State the number of lines in the following data that include the word "ExportStarted", with no other text.

§ **DATA RECORDS**:
----------------
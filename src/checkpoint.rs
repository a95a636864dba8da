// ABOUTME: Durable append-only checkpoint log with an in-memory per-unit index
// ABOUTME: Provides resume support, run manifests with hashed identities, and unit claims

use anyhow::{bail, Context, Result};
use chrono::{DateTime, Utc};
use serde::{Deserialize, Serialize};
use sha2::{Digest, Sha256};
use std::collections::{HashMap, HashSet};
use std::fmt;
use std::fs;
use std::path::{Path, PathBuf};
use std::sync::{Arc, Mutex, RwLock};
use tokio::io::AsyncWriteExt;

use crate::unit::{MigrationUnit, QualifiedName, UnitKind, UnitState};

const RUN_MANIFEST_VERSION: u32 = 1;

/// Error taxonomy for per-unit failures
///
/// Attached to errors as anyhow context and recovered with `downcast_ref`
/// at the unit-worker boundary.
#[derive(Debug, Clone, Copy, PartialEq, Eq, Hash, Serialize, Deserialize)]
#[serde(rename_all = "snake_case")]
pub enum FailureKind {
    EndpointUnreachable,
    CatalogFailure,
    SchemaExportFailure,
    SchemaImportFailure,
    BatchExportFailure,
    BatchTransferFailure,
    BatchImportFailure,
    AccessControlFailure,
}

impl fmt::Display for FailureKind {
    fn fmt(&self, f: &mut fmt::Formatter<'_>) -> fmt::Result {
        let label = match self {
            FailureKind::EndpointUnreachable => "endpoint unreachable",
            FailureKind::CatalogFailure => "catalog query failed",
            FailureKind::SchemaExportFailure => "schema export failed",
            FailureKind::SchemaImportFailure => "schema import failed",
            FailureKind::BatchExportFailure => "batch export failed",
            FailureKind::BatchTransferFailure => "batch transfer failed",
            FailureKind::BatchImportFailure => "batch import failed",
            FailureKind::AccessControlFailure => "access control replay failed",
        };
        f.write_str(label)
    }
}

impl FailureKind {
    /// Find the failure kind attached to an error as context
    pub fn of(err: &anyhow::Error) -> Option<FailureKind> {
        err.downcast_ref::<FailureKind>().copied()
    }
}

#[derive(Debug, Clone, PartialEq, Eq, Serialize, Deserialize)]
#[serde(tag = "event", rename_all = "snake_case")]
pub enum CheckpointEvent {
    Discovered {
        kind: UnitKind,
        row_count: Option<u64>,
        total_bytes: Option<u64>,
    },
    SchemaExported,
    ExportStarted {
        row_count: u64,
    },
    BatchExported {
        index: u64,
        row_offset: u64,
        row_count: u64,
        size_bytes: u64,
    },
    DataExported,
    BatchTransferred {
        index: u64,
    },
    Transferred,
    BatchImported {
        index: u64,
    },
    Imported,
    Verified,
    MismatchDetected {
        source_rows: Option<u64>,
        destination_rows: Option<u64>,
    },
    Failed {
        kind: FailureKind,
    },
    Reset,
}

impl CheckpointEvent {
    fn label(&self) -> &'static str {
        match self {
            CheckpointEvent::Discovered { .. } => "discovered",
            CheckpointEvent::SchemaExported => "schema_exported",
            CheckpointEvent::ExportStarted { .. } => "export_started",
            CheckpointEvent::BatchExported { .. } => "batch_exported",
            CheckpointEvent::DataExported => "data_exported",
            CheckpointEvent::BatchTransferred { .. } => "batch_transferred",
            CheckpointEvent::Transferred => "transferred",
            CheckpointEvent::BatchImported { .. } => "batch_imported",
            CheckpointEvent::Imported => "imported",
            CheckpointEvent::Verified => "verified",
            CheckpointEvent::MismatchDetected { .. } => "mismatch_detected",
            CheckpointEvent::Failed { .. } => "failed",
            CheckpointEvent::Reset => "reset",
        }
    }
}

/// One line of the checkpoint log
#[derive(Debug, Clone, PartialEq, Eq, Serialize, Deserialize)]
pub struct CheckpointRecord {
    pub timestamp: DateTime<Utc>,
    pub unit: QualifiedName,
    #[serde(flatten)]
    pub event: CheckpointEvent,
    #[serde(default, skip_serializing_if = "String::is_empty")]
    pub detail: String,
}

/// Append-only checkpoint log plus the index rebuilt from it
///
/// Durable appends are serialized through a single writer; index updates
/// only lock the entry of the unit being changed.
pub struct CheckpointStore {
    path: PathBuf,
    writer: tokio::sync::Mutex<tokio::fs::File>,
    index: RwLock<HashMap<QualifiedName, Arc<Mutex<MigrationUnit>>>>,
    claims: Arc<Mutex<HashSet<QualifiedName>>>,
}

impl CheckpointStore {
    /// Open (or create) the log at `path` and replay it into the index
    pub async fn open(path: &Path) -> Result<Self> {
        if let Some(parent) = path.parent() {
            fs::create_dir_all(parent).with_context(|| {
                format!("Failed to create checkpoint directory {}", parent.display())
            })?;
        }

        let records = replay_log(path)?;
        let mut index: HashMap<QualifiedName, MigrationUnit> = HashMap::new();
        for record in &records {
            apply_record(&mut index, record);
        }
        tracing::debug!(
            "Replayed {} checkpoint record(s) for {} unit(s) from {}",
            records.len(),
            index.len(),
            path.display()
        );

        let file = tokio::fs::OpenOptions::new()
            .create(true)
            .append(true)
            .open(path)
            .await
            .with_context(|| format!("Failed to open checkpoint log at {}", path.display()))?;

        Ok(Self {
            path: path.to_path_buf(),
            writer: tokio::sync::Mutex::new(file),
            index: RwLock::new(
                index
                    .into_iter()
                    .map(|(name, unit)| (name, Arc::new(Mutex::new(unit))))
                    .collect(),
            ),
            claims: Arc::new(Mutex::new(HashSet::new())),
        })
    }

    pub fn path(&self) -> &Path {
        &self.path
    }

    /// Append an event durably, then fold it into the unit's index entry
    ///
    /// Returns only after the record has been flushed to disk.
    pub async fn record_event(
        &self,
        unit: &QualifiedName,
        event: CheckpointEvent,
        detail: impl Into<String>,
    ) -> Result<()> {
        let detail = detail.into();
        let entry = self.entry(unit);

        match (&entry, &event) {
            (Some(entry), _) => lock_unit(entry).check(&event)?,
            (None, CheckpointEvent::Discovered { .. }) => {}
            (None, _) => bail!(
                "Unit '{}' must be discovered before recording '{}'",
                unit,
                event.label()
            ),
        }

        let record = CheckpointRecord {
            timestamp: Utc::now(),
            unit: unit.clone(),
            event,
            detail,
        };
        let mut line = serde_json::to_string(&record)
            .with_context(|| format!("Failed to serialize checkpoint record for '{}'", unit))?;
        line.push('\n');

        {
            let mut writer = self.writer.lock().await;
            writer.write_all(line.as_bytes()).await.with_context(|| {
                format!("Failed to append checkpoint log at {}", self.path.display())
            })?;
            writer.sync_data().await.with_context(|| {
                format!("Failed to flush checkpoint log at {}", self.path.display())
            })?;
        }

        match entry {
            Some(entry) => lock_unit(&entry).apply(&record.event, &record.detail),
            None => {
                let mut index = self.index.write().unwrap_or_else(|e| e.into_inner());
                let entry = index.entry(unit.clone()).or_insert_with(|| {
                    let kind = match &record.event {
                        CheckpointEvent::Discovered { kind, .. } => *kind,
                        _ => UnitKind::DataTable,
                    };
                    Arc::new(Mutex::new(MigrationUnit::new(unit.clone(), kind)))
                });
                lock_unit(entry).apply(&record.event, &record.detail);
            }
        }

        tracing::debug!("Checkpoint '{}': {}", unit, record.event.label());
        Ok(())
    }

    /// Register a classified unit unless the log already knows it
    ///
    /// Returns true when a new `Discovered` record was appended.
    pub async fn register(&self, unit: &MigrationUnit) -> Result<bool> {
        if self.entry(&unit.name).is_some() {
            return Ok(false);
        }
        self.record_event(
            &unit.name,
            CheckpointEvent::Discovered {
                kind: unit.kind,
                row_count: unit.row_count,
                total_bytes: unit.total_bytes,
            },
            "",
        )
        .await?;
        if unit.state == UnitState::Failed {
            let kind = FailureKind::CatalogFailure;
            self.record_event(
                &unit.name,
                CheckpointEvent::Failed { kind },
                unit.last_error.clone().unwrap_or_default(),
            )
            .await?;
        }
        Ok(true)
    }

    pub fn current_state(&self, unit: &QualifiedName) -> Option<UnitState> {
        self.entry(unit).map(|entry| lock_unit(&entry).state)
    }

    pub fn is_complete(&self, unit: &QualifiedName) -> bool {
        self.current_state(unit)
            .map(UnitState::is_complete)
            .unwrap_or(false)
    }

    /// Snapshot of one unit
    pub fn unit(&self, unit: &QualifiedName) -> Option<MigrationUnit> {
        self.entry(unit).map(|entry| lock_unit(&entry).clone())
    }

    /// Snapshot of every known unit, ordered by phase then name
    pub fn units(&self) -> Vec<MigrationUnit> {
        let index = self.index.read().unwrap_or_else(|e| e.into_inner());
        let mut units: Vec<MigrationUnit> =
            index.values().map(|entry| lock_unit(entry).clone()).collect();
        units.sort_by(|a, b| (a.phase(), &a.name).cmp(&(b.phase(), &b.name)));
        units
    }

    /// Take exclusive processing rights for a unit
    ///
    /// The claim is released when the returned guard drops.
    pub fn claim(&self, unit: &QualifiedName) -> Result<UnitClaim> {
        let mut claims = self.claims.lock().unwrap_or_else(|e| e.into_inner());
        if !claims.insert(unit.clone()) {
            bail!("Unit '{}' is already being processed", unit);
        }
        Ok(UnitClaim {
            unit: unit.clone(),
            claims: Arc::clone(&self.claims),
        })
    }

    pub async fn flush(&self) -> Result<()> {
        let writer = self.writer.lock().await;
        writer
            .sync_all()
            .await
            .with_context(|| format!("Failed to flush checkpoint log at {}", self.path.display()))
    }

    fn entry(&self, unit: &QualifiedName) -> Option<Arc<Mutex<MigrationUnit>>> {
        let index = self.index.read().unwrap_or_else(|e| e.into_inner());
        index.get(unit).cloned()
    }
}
----------------
§ **TASK RESPONSE**: 2